Stored items:
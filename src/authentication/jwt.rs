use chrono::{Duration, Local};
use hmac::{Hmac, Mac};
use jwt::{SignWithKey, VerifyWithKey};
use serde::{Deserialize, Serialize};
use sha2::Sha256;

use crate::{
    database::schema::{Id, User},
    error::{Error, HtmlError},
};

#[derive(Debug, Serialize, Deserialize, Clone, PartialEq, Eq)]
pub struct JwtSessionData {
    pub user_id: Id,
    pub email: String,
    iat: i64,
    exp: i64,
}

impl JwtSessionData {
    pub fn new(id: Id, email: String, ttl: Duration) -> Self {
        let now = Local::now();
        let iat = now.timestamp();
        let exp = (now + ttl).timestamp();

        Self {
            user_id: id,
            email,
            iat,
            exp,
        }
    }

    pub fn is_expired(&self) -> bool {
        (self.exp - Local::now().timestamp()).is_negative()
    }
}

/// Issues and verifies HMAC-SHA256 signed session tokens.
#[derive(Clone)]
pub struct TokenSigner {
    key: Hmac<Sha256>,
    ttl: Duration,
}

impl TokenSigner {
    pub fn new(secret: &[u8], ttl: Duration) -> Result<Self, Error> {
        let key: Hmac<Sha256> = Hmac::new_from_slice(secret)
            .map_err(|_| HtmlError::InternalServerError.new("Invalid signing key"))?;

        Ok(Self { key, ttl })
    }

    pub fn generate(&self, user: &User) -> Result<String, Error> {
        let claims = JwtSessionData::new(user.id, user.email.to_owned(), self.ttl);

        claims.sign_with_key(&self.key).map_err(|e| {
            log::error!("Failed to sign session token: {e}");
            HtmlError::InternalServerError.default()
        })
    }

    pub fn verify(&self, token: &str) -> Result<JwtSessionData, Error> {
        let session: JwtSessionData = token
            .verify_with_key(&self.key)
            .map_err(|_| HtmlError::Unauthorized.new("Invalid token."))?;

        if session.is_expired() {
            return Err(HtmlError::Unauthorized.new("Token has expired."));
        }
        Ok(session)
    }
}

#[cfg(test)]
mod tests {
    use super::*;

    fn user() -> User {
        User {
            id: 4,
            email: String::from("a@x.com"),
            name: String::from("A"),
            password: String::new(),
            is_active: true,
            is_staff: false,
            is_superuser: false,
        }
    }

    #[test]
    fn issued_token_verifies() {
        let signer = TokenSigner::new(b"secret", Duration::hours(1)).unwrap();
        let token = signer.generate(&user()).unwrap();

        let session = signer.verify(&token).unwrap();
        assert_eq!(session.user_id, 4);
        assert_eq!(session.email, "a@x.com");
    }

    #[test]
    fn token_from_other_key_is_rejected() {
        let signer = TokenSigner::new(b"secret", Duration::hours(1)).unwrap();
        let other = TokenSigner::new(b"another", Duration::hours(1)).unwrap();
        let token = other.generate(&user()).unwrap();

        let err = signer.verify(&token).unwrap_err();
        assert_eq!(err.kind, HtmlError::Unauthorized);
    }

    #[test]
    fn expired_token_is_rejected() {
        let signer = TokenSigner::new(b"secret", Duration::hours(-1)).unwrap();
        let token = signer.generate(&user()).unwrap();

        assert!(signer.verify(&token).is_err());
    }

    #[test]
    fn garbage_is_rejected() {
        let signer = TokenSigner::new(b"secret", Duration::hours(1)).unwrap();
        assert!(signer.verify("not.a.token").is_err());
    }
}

---

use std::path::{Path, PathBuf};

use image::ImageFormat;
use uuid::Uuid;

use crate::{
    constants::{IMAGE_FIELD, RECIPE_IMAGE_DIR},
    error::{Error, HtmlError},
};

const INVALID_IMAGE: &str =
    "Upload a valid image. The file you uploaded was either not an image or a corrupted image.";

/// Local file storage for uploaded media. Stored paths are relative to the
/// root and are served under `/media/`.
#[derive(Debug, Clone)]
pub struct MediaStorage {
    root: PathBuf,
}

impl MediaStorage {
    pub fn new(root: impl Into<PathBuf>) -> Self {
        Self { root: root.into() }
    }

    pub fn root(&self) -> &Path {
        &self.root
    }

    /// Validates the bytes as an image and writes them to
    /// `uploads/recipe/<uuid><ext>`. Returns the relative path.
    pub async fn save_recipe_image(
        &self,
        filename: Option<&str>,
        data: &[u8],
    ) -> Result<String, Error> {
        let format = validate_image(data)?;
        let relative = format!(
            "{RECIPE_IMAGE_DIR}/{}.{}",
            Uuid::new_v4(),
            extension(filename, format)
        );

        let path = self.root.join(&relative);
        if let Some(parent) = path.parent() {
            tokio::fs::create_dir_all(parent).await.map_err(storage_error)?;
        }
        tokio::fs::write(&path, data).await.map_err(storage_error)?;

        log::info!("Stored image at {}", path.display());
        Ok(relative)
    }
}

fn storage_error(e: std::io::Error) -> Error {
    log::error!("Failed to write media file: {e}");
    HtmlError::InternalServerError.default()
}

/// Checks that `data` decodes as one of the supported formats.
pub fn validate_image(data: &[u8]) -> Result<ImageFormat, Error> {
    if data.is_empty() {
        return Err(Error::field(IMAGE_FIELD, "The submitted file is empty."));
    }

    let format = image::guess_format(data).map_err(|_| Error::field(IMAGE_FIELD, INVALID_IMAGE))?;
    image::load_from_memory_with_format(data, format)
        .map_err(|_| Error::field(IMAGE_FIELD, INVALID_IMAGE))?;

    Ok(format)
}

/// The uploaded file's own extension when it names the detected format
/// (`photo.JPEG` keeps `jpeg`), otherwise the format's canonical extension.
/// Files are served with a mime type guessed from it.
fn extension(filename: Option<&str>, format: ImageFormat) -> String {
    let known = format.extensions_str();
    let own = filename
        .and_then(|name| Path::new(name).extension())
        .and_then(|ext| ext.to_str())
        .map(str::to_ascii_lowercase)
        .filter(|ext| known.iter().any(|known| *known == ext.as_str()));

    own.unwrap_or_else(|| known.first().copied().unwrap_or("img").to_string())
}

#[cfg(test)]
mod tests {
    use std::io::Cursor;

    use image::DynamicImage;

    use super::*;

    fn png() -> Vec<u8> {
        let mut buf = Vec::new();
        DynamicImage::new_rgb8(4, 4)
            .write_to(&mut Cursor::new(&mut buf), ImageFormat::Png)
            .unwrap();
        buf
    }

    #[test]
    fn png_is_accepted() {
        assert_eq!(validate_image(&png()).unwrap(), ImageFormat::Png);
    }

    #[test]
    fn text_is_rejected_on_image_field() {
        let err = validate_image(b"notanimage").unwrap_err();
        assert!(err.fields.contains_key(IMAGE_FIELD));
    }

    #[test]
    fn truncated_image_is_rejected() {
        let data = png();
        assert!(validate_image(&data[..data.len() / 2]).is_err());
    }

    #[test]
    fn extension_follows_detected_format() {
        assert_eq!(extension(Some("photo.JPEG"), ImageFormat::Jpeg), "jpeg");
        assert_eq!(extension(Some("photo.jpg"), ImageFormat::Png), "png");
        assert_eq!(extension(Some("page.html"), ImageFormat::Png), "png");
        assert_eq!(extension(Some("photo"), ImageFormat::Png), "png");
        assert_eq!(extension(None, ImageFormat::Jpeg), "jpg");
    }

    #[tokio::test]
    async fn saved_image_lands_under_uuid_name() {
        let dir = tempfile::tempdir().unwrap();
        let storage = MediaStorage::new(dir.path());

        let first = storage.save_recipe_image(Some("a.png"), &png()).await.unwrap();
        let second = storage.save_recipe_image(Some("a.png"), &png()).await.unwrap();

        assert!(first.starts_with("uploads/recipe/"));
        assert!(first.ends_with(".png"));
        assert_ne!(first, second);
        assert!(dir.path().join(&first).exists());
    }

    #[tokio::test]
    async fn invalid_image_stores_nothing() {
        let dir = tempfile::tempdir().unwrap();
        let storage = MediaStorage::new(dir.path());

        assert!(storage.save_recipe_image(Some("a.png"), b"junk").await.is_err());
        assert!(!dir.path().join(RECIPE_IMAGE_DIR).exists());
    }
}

■ EXERCISE OBJECTIVE ■
The answer is the run of lines above from the line containing "filename src/authentication/jwt.rs" through the line containing "let key: Hmac<Sha256>", copied exactly and alone.

■ FINISHED TASK ■
filename src/authentication/jwt.rs
use chrono::{Duration, Local};
use hmac::{Hmac, Mac};
use jwt::{SignWithKey, VerifyWithKey};
use serde::{Deserialize, Serialize};
use sha2::Sha256;

use crate::{
    database::schema::{Id, User},
    error::{Error, HtmlError},
};

#[derive(Debug, Serialize, Deserialize, Clone, PartialEq, Eq)]
pub struct JwtSessionData {
    pub user_id: Id,
    pub email: String,
    iat: i64,
    exp: i64,
}

impl JwtSessionData {
    pub fn new(id: Id, email: String, ttl: Duration) -> Self {
        let now = Local::now();
        let iat = now.timestamp();
        let exp = (now + ttl).timestamp();

        Self {
            user_id: id,
            email,
            iat,
            exp,
        }
    }

    pub fn is_expired(&self) -> bool {
        (self.exp - Local::now().timestamp()).is_negative()
    }
}

/// Issues and verifies HMAC-SHA256 signed session tokens.
#[derive(Clone)]
pub struct TokenSigner {
    key: Hmac<Sha256>,
    ttl: Duration,
}

impl TokenSigner {
    pub fn new(secret: &[u8], ttl: Duration) -> Result<Self, Error> {
        let key: Hmac<Sha256> = Hmac::new_from_slice(secret)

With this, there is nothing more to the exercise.